ContentMine / workshop-resources

This repository contains material helping you to set up a ContentMine workshop. It also includes tutorials for learning the ContentMine tools on your own.
Other
37 stars 13 forks source link

Cproject Structure Query #65

Open danmaclean opened 6 years ago

danmaclean commented 6 years ago

Hi,

This document https://github.com/ContentMine/workshop-resources/tree/master/software-tutorials/cproject seems to claim to be definitive about Cproject structure, but seems to be at odds with this document about the output of ami https://github.com/ContentMine/workshop-resources/blob/master/software-tutorials/ami/README.md#ami2-species. In the CProject definition the extent of say a sequence results directory looks to be much simpler than the apparent results described in the tutorial.

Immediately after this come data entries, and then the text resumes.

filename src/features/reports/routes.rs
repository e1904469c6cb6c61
use axum::{
    extract::DefaultBodyLimit,
    routing::{get, post, put},
    Router,
};

use crate::features::reports::handlers::{self, ReportState};
use crate::shared::constants::UPLOAD_BODY_LIMIT;

/// Public report, vote and comment reads
pub fn public_routes(state: ReportState) -> Router {
    Router::new()
        .route("/api/reporte", get(handlers::list_reports))
        .route("/api/reporte/{id}", get(handlers::get_report))
        .route(
            "/api/reporte/{id}/votos/{user_id}",
            get(handlers::get_vote_state),
        )
        .route(
            "/api/reporte/{id}/comentarios",
            get(handlers::list_comments),
        )
        .with_state(state)
}

/// Report submission, voting, commenting and the caller's own reports
pub fn protected_routes(state: ReportState) -> Router {
    Router::new()
        .route(
            "/api/reporte",
            post(handlers::create_report).layer(DefaultBodyLimit::max(UPLOAD_BODY_LIMIT)),
        )
        .route("/api/reporte/{id}/votar", post(handlers::toggle_vote))
        .route(
            "/api/reporte/{id}/comentarios",
            post(handlers::create_comment),
        )
        .route("/api/MisReportes", get(handlers::list_my_reports))
        .route("/api/MisReportes/{id}", put(handlers::update_my_report))
        .with_state(state)
}
mod dashboard_service;

pub use dashboard_service::DashboardService;
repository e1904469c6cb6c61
use crate::core::error::{AppError, Result};

/// Salted bcrypt hashing, run on the blocking pool so request tasks never stall
#[derive(Debug, Clone, Copy)]
pub struct PasswordService {
    cost: u32,
}

impl PasswordService {
    pub fn new(cost: u32) -> Self {
        Self { cost }
    }

    pub async fn hash(&self, password: &str) -> Result<String> {
        let password = password.to_string();
        let cost = self.cost;

        tokio::task::spawn_blocking(move || bcrypt::hash(password, cost))
            .await
            .map_err(|e| AppError::Internal(format!("Password hashing task failed: {}", e)))?
            .map_err(|e| AppError::Internal(format!("Failed to hash password: {}", e)))
    }

    /// Returns `Ok(false)` on mismatch; a malformed stored hash is an internal error
    pub async fn verify(&self, password: &str, hash: &str) -> Result<bool> {
        let password = password.to_string();
        let hash = hash.to_string();

        tokio::task::spawn_blocking(move || bcrypt::verify(password, &hash))
            .await
            .map_err(|e| AppError::Internal(format!("Password verification task failed: {}", e)))?
            .map_err(|e| AppError::Internal(format!("Failed to verify password: {}", e)))
    }
}

#[cfg(test)]
mod tests {
    use super::*;

    #[tokio::test]
    async fn test_hash_then_verify() {
        let passwords = PasswordService::new(4);
        let hash = passwords.hash("s3cret-pass").await.unwrap();

        assert_ne!(hash, "s3cret-pass");
        assert!(passwords.verify("s3cret-pass", &hash).await.unwrap());
        assert!(!passwords.verify("wrong", &hash).await.unwrap());
    }

    #[tokio::test]
    async fn test_hashes_are_salted() {
        let passwords = PasswordService::new(4);
        let first = passwords.hash("same").await.unwrap();
        let second = passwords.hash("same").await.unwrap();
        assert_ne!(first, second);
    }

    #[tokio::test]
    async fn test_verify_accepts_legacy_2a_hashes() {
        let passwords = PasswordService::new(4);
        let hash = bcrypt::hash_with_result("legacy", 4)
            .unwrap()
            .format_for_version(bcrypt::Version::TwoA);
        assert!(passwords.verify("legacy", &hash).await.unwrap());
    }

    #[tokio::test]
    async fn test_malformed_hash_is_internal_error() {
        let passwords = PasswordService::new(4);
        assert!(matches!(
            passwords.verify("x", "not-a-hash").await,
            Err(AppError::Internal(_))
        ));
    }
}
use validator::ValidationError;

/// Rejects text that is empty once surrounding whitespace is removed
pub fn not_blank(value: &str) -> Result<(), ValidationError> {
    if value.trim().is_empty() {
        return Err(ValidationError::new("blank"));
    }
    Ok(())
}
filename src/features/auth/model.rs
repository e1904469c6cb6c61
use serde::{Deserialize, Serialize};
use sqlx::Type;
use utoipa::ToSchema;

/// User role matching the `user_role` database enum.
///
/// Serialized with the labels clients already know (`Usuario`, `Administrador`).
#[derive(Debug, Clone, Copy, PartialEq, Eq, Serialize, Deserialize, Type, ToSchema)]
#[sqlx(type_name = "user_role", rename_all = "lowercase")]
pub enum Role {
    #[serde(rename = "Usuario", alias = "Citizen")]
    Citizen,
    #[serde(rename = "Administrador", alias = "Administrator")]
    Administrator,
}

impl std::fmt::Display for Role {
    fn fmt(&self, f: &mut std::fmt::Formatter<'_>) -> std::fmt::Result {
        match self {
            Role::Citizen => write!(f, "Usuario"),
            Role::Administrator => write!(f, "Administrador"),
        }
    }
}

/// Identity decoded from a verified bearer token
#[derive(Debug, Clone, Serialize, Deserialize, ToSchema)]
#[serde(rename_all = "camelCase")]
pub struct AuthenticatedUser {
    pub user_id: i64,
    pub email: String,
    pub role: Role,
}

impl AuthenticatedUser {
    pub fn is_admin(&self) -> bool {
        match self.role {
            Role::Administrator => true,
            Role::Citizen => false,
        }
    }

    /// Whether this identity owns a resource created by `owner_id`
    pub fn owns(&self, owner_id: i64) -> bool {
        self.user_id == owner_id
    }
}

/// Claims carried by tokens issued at login
#[derive(Debug, Clone, Serialize, Deserialize)]
pub struct TokenClaims {
    /// User id as a decimal string
    pub sub: String,
    pub email: String,
    pub role: Role,
    pub iat: u64,
    pub exp: u64,
}

#[cfg(test)]
mod tests {
    use super::*;

    #[test]
    fn test_role_serializes_with_spanish_labels() {
        assert_eq!(
            serde_json::to_string(&Role::Citizen).unwrap(),
            "\"Usuario\""
        );
        assert_eq!(
            serde_json::to_string(&Role::Administrator).unwrap(),
            "\"Administrador\""
        );
    }

    #[test]
    fn test_role_accepts_english_aliases() {
        let role: Role = serde_json::from_str("\"Administrator\"").unwrap();
        assert_eq!(role, Role::Administrator);
        let role: Role = serde_json::from_str("\"Usuario\"").unwrap();
        assert_eq!(role, Role::Citizen);
        assert!(serde_json::from_str::<Role>("\"admin\"").is_err());
    }

    #[test]
    fn test_ownership_and_admin_checks() {
        let user = AuthenticatedUser {
            user_id: 7,
            email: "a@x.com".to_string(),
            role: Role::Citizen,
        };
        assert!(user.owns(7));
        assert!(!user.owns(8));
        assert!(!user.is_admin());

        let admin = AuthenticatedUser {
            role: Role::Administrator,
            ..user
        };
        assert!(admin.is_admin());
        assert!(!admin.owns(8));
    }
}
mod user;

pub use user::User;
use chrono::{DateTime, Utc};
use sqlx::FromRow;

/// Database model for category
#[derive(Debug, Clone, FromRow)]
pub struct Category {
    pub id: i64,
    pub name: String,
    pub description: Option<String>,
    pub created_at: DateTime<Utc>,
    pub updated_at: DateTime<Utc>,
}
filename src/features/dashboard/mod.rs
//! Public statistics over reports, users and votes.

pub mod dtos;
pub mod handlers;
pub mod routes;
pub mod services;

pub use routes::routes;
pub use services::DashboardService;
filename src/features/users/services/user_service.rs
use sqlx::PgPool;
use std::sync::Arc;

use crate::core::error::{AppError, Result};
use crate::features::users::dtos::{UpdatedPhotoDto, UpdatedProfileDto, UserResponseDto};
use crate::features::users::models::User;
use crate::modules::storage::{MediaFolder, MediaStore, MediaUpload};

/// Profile reads and edits. Ownership is checked by the handlers before any call here.
pub struct UserService {
    pool: PgPool,
    media: Arc<dyn MediaStore>,
}

impl UserService {
    pub fn new(pool: PgPool, media: Arc<dyn MediaStore>) -> Self {
        Self { pool, media }
    }

    pub async fn list(&self) -> Result<Vec<UserResponseDto>> {
        let users = sqlx::query_as::<_, User>(
            r#"
            SELECT id, full_name, email, password_hash, role, photo, created_at, updated_at
            FROM users
            ORDER BY id
            "#,
        )
        .fetch_all(&self.pool)
        .await
        .map_err(|e| {
            tracing::error!("Failed to list users: {:?}", e);
            AppError::Database(e)
        })?;

        Ok(users.into_iter().map(Into::into).collect())
    }

    pub async fn update_name(&self, user_id: i64, full_name: &str) -> Result<UpdatedProfileDto> {
        let full_name = full_name.trim();

        let result = sqlx::query(
            "UPDATE users SET full_name = $1, updated_at = NOW() WHERE id = $2",
        )
        .bind(full_name)
        .bind(user_id)
        .execute(&self.pool)
        .await
        .map_err(|e| {
            tracing::error!("Failed to update user name: {:?}", e);
            AppError::Database(e)
        })?;

        if result.rows_affected() == 0 {
            return Err(AppError::NotFound("Usuario no encontrado".to_string()));
        }

        tracing::info!(user_id, "Updated profile name");

        Ok(UpdatedProfileDto {
            full_name: full_name.to_string(),
        })
    }

    /// Upload a new profile photo and store its URL, optionally renaming the profile
    pub async fn update_photo(
        &self,
        user_id: i64,
        upload: MediaUpload,
        full_name: Option<String>,
    ) -> Result<UpdatedPhotoDto> {
        let full_name = full_name
            .map(|name| name.trim().to_string())
            .filter(|name| !name.is_empty());

        let photo = self.media.upload(MediaFolder::Users, upload).await?;

        let result = sqlx::query(
            r#"
            UPDATE users
            SET photo = $1, full_name = COALESCE($2, full_name), updated_at = NOW()
            WHERE id = $3
            "#,
        )
        .bind(&photo)
        .bind(full_name.as_deref())
        .bind(user_id)
        .execute(&self.pool)
        .await
        .map_err(|e| {
            tracing::error!("Failed to store profile photo: {:?}", e);
            AppError::Database(e)
        })?;

        if result.rows_affected() == 0 {
            return Err(AppError::NotFound("Usuario no encontrado".to_string()));
        }

        tracing::info!(user_id, photo = %photo, "Updated profile photo");

        Ok(UpdatedPhotoDto { full_name, photo })
    }

    pub async fn remove_photo(&self, user_id: i64) -> Result<()> {
        let result = sqlx::query("UPDATE users SET photo = NULL, updated_at = NOW() WHERE id = $1")
            .bind(user_id)
            .execute(&self.pool)
            .await
            .map_err(|e| {
                tracing::error!("Failed to remove profile photo: {:?}", e);
                AppError::Database(e)
            })?;

        if result.rows_affected() == 0 {
            return Err(AppError::NotFound("Usuario no encontrado".to_string()));
        }

        tracing::info!(user_id, "Removed profile photo");
        Ok(())
    }
}

#[cfg(test)]
mod tests {
    use super::*;
    use crate::shared::test_helpers::StubMediaStore;

    async fn insert_user(pool: &PgPool) -> i64 {
        sqlx::query_scalar(
            "INSERT INTO users (full_name, email, password_hash) VALUES ('Ana', 'ana@x.com', 'x') RETURNING id",
        )
        .fetch_one(pool)
        .await
        .unwrap()
    }

    #[sqlx::test(migrations = "./migrations")]
    #[ignore = "requires a PostgreSQL DATABASE_URL"]
    async fn test_photo_update_and_removal(pool: PgPool) {
        let id = insert_user(&pool).await;
        let service = UserService::new(pool.clone(), Arc::new(StubMediaStore));

        let upload =
            MediaUpload::new(vec![1, 2], "image/png".to_string(), "me.png".to_string()).unwrap();
        let updated = service
            .update_photo(id, upload, Some("Ana María".to_string()))
            .await
            .unwrap();
        assert_eq!(updated.photo, "https://media.test/usuarios/me.png");
        assert_eq!(updated.full_name.as_deref(), Some("Ana María"));

        service.remove_photo(id).await.unwrap();
        let photo: Option<String> = sqlx::query_scalar("SELECT photo FROM users WHERE id = $1")
            .bind(id)
            .fetch_one(&pool)
            .await
            .unwrap();
        assert!(photo.is_none());
    }

    #[sqlx::test(migrations = "./migrations")]
    #[ignore = "requires a PostgreSQL DATABASE_URL"]
    async fn test_update_name_of_missing_user(pool: PgPool) {
        let service = UserService::new(pool, Arc::new(StubMediaStore));
        assert!(matches!(
            service.update_name(999, "Nadie").await,
            Err(AppError::NotFound(_))
        ));
    }
}
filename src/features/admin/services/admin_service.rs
use sqlx::PgPool;

use crate::core::error::{AppError, Result};
use crate::features::admin::dtos::StatusUpdatedDto;
use crate::features::reports::dtos::ReportResponseDto;
use crate::features::reports::models::{ReportDetail, ReportStatus, StatusTransition};
use crate::features::reports::services::REPORT_DETAIL_SELECT;

/// Service for report validation
pub struct AdminService {
    pool: PgPool,
}

impl AdminService {
    pub fn new(pool: PgPool) -> Self {
        Self { pool }
    }

    /// Every report regardless of status or visibility, newest first
    pub async fn list_reports(&self) -> Result<Vec<ReportResponseDto>> {
        let sql = format!(
            "{} ORDER BY r.created_at DESC, r.id DESC",
            REPORT_DETAIL_SELECT
        );

        let reports = sqlx::query_as::<_, ReportDetail>(&sql)
            .fetch_all(&self.pool)
            .await
            .map_err(|e| {
                tracing::error!("Failed to list reports for validation: {:?}", e);
                AppError::Database(e)
            })?;

        Ok(reports.into_iter().map(|r| r.into()).collect())
    }

    /// Move a report to `next`.
    ///
    /// Only Pending reports move, to Approved or Rejected. Asking for the
    /// current status succeeds without writing. The write is conditioned on
    /// the status read here, so two administrators racing on the same report
    /// cannot both win.
    pub async fn update_status(&self, id: i64, next: ReportStatus) -> Result<StatusUpdatedDto> {
        let current: ReportStatus =
            sqlx::query_scalar("SELECT status FROM reports WHERE id = $1")
                .bind(id)
                .fetch_optional(&self.pool)
                .await
                .map_err(|e| {
                    tracing::error!("Failed to load report status: {:?}", e);
                    AppError::Database(e)
                })?
                .ok_or_else(|| AppError::NotFound("Reporte no encontrado".to_string()))?;

        match current.transition_to(next) {
            StatusTransition::Unchanged => {
                return Ok(StatusUpdatedDto { id, status: current });
            }
            StatusTransition::Invalid => {
                return Err(AppError::Conflict(format!(
                    "No se puede cambiar un reporte {} a {}",
                    current, next
                )));
            }
            StatusTransition::Apply => {}
        }

        let updated = sqlx::query(
            r#"
            UPDATE reports
            SET status = $3, updated_at = NOW()
            WHERE id = $1 AND status = $2
            "#,
        )
        .bind(id)
        .bind(current)
        .bind(next)
        .execute(&self.pool)
        .await
        .map_err(|e| {
            tracing::error!("Failed to update report status: {:?}", e);
            AppError::Database(e)
        })?
        .rows_affected();

        if updated == 0 {
            tracing::warn!(report_id = id, "Report status changed concurrently");
            return Err(AppError::Conflict(
                "El estado del reporte cambió, intente nuevamente".to_string(),
            ));
        }

        tracing::info!(report_id = id, from = %current, to = %next, "Report status updated");

        Ok(StatusUpdatedDto { id, status: next })
    }
}
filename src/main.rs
mod core;
mod features;
mod modules;
mod shared;

use crate::core::config::{AuthConfig, Config};
use crate::core::openapi::{ApiDoc, SwaggerInfoModifier};
use crate::core::{database, error, middleware};
use crate::features::admin::{routes as admin_routes, AdminService};
use crate::features::auth::routes as auth_routes;
use crate::features::auth::services::{AuthService, PasswordService, TokenService};
use crate::features::auth::JwtValidator;
use crate::features::categories::{routes as categories_routes, CategoryService};
use crate::features::dashboard::{routes as dashboard_routes, DashboardService};
use crate::features::reports::{
    routes as reports_routes, CommentService, ReportService, ReportState, VoteService,
};
use crate::features::users::{routes as users_routes, UserService};
use crate::modules::storage::{MediaStore, MinIOClient};
use axum::extract::DefaultBodyLimit;
use axum::{middleware::from_fn, Router};
use sqlx::PgPool;
use std::sync::Arc;
use tower_http::catch_panic::CatchPanicLayer;
use tower_http::request_id::{PropagateRequestIdLayer, SetRequestIdLayer};
use tower_http::trace::{DefaultOnRequest, DefaultOnResponse, TraceLayer};
use tracing::Level;
use tracing_subscriber::{layer::SubscriberExt, util::SubscriberInitExt};
use utoipa::Modify;
use utoipa::OpenApi;
use utoipa_swagger_ui::SwaggerUi;

fn main() -> anyhow::Result<()> {
    // Build Tokio runtime with configurable worker threads
    let worker_threads = std::env::var("TOKIO_WORKER_THREADS")
        .ok()
        .and_then(|s| s.parse().ok())
        .unwrap_or_else(|| {
            std::thread::available_parallelism()
                .map(|p| p.get())
                .unwrap_or(4)
        });

    let runtime = tokio::runtime::Builder::new_multi_thread()
        .worker_threads(worker_threads)
        .max_blocking_threads(worker_threads * 4)
        .enable_all()
        .build()?;

    runtime.block_on(async_main(worker_threads))
}

/// Every API route, public and bearer-protected, over the given pool and media host
pub(crate) fn api_router(
    pool: PgPool,
    auth_config: &AuthConfig,
    media: Arc<dyn MediaStore>,
) -> Router {
    let jwt_validator = Arc::new(JwtValidator::new(
        &auth_config.jwt_secret,
        auth_config.jwt_leeway,
    ));

    let token_service = Arc::new(TokenService::new(auth_config));
    let auth_service = Arc::new(AuthService::new(
        pool.clone(),
        token_service,
        PasswordService::new(auth_config.bcrypt_cost),
    ));
    let user_service = Arc::new(UserService::new(pool.clone(), Arc::clone(&media)));
    let category_service = Arc::new(CategoryService::new(pool.clone()));
    let report_state = ReportState {
        report_service: Arc::new(ReportService::new(pool.clone(), media)),
        vote_service: Arc::new(VoteService::new(pool.clone())),
        comment_service: Arc::new(CommentService::new(pool.clone())),
    };
    let admin_service = Arc::new(AdminService::new(pool.clone()));
    let dashboard_service = Arc::new(DashboardService::new(pool));

    // Protected routes (require JWT authentication)
    let protected_routes = Router::new()
        .merge(users_routes::routes(user_service))
        .merge(categories_routes::protected_routes(Arc::clone(
            &category_service,
        )))
        .merge(reports_routes::protected_routes(report_state.clone()))
        .merge(admin_routes::routes(admin_service))
        .route_layer(axum::middleware::from_fn_with_state(
            jwt_validator,
            middleware::auth_middleware,
        ));

    // Simple health check endpoint (no auth required)
    async fn health_check() -> axum::http::StatusCode {
        axum::http::StatusCode::OK
    }
    let health_route = Router::new().route("/health", axum::routing::get(health_check));

    // Public routes (no auth required)
    let public_routes = Router::new()
        .merge(auth_routes::public_routes(auth_service))
        .merge(categories_routes::public_routes(category_service))
        .merge(reports_routes::public_routes(report_state))
        .merge(dashboard_routes::routes(dashboard_service));

    Router::new()
        .merge(protected_routes)
        .merge(public_routes)
        .merge(health_route)
        .fallback(middleware::not_found_fallback)
}

async fn async_main(worker_threads: usize) -> anyhow::Result<()> {
    // Load .env file BEFORE initializing logger so RUST_LOG is available
    let _ = dotenvy::dotenv();

    tracing_subscriber::registry()
        .with(
            tracing_subscriber::EnvFilter::try_from_default_env().unwrap_or_else(|_| "info".into()),
        )
        .with(tracing_subscriber::fmt::layer())
        .init();

    // Load configuration
    let config = Config::from_env().map_err(|e| anyhow::anyhow!(e))?;
    error::expose_internal_errors(config.app.environment.is_development());

    // Log system info
    let available_cpus = std::thread::available_parallelism()
        .map(|p| p.get())
        .unwrap_or(1);
    tracing::info!(
        "System info: available_cpus={}, tokio_worker_threads={}, pid={}",
        available_cpus,
        worker_threads,
        std::process::id()
    );

    tracing::info!(
        "Configuration loaded successfully (environment: {:?})",
        config.app.environment
    );

    // Create database connection pool
    let pool = database::create_pool(&config.database).await?;
    tracing::info!("Database connection pool created");

    // Run migrations automatically
    tracing::info!("Running database migrations...");
    sqlx::migrate!("./migrations")
        .run(&pool)
        .await
        .map_err(|e| anyhow::anyhow!("Migration failed: {}", e))?;
    tracing::info!("Database migrations completed successfully");

    // Initialize MinIO client for media uploads
    let minio_client = MinIOClient::new(config.minio.clone())
        .await
        .map_err(|e| anyhow::anyhow!("Failed to initialize MinIO client: {}", e))?;
    tracing::info!(
        "MinIO client initialized for bucket: {}",
        minio_client.bucket_name()
    );
    let media: Arc<dyn MediaStore> = Arc::new(minio_client);

    let api = api_router(pool, &config.auth, media);
    tracing::info!("API routes initialized");

    // Build application router with dynamic swagger config
    let swagger_modifier = SwaggerInfoModifier {
        title: config.swagger.title.clone(),
        version: config.swagger.version.clone(),
        description: config.swagger.description.clone(),
    };

    let mut openapi = ApiDoc::openapi();
    swagger_modifier.modify(&mut openapi);

    // Build swagger router
    let swagger = if let Some(credentials) = config.swagger.credentials() {
        tracing::info!("Swagger UI basic auth enabled");
        Router::new()
            .merge(SwaggerUi::new("/swagger-ui").url("/api-docs/openapi.json", openapi))
            .layer(from_fn(middleware::basic_auth_middleware(Arc::new(
                credentials,
            ))))
    } else {
        tracing::info!("Swagger UI basic auth disabled (no credentials configured)");
        Router::new().merge(SwaggerUi::new("/swagger-ui").url("/api-docs/openapi.json", openapi))
    };

    let app = Router::new()
        .merge(swagger)
        .merge(api)
        .layer(DefaultBodyLimit::max(config.app.max_request_body_size))
        .layer(CatchPanicLayer::custom(middleware::handle_panic))
        .layer(middleware::cors_layer(
            config.app.cors_allowed_origins.clone(),
        ))
        // Propagate X-Request-Id to response headers
        .layer(PropagateRequestIdLayer::x_request_id())
        .layer(
            TraceLayer::new_for_http()
                .make_span_with(middleware::MakeSpanWithRequestId)
                .on_request(DefaultOnRequest::new().level(Level::INFO))
                .on_response(DefaultOnResponse::new().level(Level::INFO)),
        )
        // Generate X-Request-Id using UUID v7 (or use client-provided one)
        .layer(SetRequestIdLayer::x_request_id(middleware::MakeRequestUuid));

    // Start server
    let addr = config.app.server_address();
    let socket_addr: std::net::SocketAddr = addr
        .parse()
        .map_err(|e| anyhow::anyhow!("Invalid address: {}", e))?;

    // Use socket2 for TCP listener configuration
    let socket = socket2::Socket::new(
        socket2::Domain::for_address(socket_addr),
        socket2::Type::STREAM,
        Some(socket2::Protocol::TCP),
    )?;

    socket.set_reuse_address(true)?;
    #[cfg(unix)]
    socket.set_reuse_port(true)?;
    socket.set_nodelay(true)?;

    #[cfg(target_os = "linux")]
    {
        let keepalive = socket2::TcpKeepalive::new()
            .with_time(std::time::Duration::from_secs(60))
            .with_interval(std::time::Duration::from_secs(10))
            .with_retries(3);
        socket.set_tcp_keepalive(&keepalive)?;
    }
    #[cfg(not(target_os = "linux"))]
    {
        let keepalive = socket2::TcpKeepalive::new().with_time(std::time::Duration::from_secs(60));
        socket.set_tcp_keepalive(&keepalive)?;
    }

    socket.set_nonblocking(true)?;
    socket.bind(&socket_addr.into())?;
    socket.listen(1024)?;

    let listener = tokio::net::TcpListener::from_std(socket.into())?;
    tracing::info!("Server listening on {}", format!("http://{}", addr));
    tracing::info!(
        "Swagger UI available at {}",
        format!("http://{}/swagger-ui/", addr)
    );

    axum::serve(listener, app).await?;

    Ok(())
}

#[cfg(test)]
mod tests {
    use crate::shared::test_helpers::test_server;
    use axum::http::StatusCode;
    use serde_json::Value;

    #[tokio::test]
    async fn test_health_needs_no_token() {
        let server = test_server();
        server.get("/health").await.assert_status_ok();
    }

    #[tokio::test]
    async fn test_unknown_route_uses_envelope() {
        let server = test_server();
        let response = server.get("/api/nada").await;
        assert_eq!(response.status_code(), StatusCode::NOT_FOUND);
        let body = response.json::<Value>();
        assert_eq!(body["success"], false);
        assert_eq!(body["message"], "Ruta no encontrada");
    }

    #[tokio::test]
    async fn test_expired_or_foreign_token_is_rejected() {
        let server = test_server();
        let response = server
            .get("/api/MisReportes")
            .authorization_bearer("eyJhbGciOiJIUzI1NiJ9.e30.invalid")
            .await;
        assert_eq!(response.status_code(), StatusCode::UNAUTHORIZED);
    }
}
mod auth_service;
mod password_service;
mod token_service;

pub use auth_service::AuthService;
pub use password_service::PasswordService;
pub use token_service::{IssuedToken, TokenService};
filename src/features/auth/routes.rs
use crate::features::auth::handlers;
use crate::features::auth::services::AuthService;
use axum::{routing::post, Router};
use std::sync::Arc;

/// Public auth routes (no authentication required)
pub fn public_routes(service: Arc<AuthService>) -> Router {
    Router::new()
        .route("/api/usuario", post(handlers::register))
        .route("/api/usuario/login", post(handlers::login))
        .with_state(service)
}

#[cfg(test)]
mod tests {
    use crate::shared::test_helpers::test_server;
    use axum::http::StatusCode;
    use serde_json::{json, Value};

    #[tokio::test]
    async fn test_register_with_whitespace_name_is_rejected() {
        let server = test_server();
        let response = server
            .post("/api/usuario")
            .json(&json!({
                "nombreCompleto": "   ",
                "correo": "vecina@correo.pe",
                "contrasena": "secreta123"
            }))
            .await;

        assert_eq!(response.status_code(), StatusCode::BAD_REQUEST);
        assert_eq!(
            response.json::<Value>()["message"],
            "Todos los campos son requeridos"
        );
    }

    #[tokio::test]
    async fn test_login_with_whitespace_email_is_rejected() {
        let server = test_server();
        let response = server
            .post("/api/usuario/login")
            .json(&json!({ "email": "  ", "password": "secreta123" }))
            .await;

        assert_eq!(response.status_code(), StatusCode::BAD_REQUEST);
        assert_eq!(
            response.json::<Value>()["message"],
            "Correo y contraseña requeridos"
        );
    }
}
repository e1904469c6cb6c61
pub mod config;
pub mod database;
pub mod error;
pub mod extractor;
pub mod middleware;
pub mod openapi;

CProject folder structure:

│   ├── results
│   │   ├── sequence
│   │   │   └── dnaprimer
│   │   │       └── empty.xml

ami output tutorial

│   ├── results
│   │   ├── sequence
│   │   │   └── rna
│   │   │       └── empty.xml
│   │   │   └── dna
│   │   │       └── empty.xml
│   │   │   └── prot
│   │   │       └── empty.xml

Im trying to write a parser for CProjects, could you let me know whether the ami tools are going to produce lots of directories (e.g ami2seq will generate sequence/sequencetype folders or, as the CProject document suggests, will it generate just the sequence/dnaprimer folder? Or is the info in one of these docs out of date?

Thanks for clarification.

ghost commented 6 years ago

@danmaclean also see: https://github.com/ContentMine/cproject/issues/10 .

petermr commented 6 years ago

Dan, First - many thanks for working on ContentMine and happy to talk more about your requirements and interests.

CM data structure is intentionally somewhat fluid because we are reacting to the very wide range of structures and information that people use in scientific communication. The philosophy is perhaps similar to JSON and other lightly typed structures rather than the rigidity of XML schemas and DTDs. In the case you give the names rna , dnaprimer, etc are determined by the dictionaries or query types that are used in the query. The first query will have been for any of sequence(rna, dna, prot) while the second was for sequence(dnaprimer). This means that the names of the directories depend on the query - most are optional and may be set by the users choice of dictionaries. If I use a dictionaries 'foo.xml' and bar.xml then the output will be of the form:

│   ├── results
│   │   ├── dict
│   │   │   └── foo
│   │   │       └── empty.xml
│   │   │   └── bar
│   │   │       └── empty.xml
...

This means that a parser will have fewer hard coded names and more that are determined at runtime.

I think that JSON is a good analogy here (and indeed the output could be transformed into JSON). It makes parsing more challenging than hardcoded names and means that tools such as XPath and JSONPath are often useful.

(The info is probably also out of date in places - sorry! but that is often the case with evolving projects.).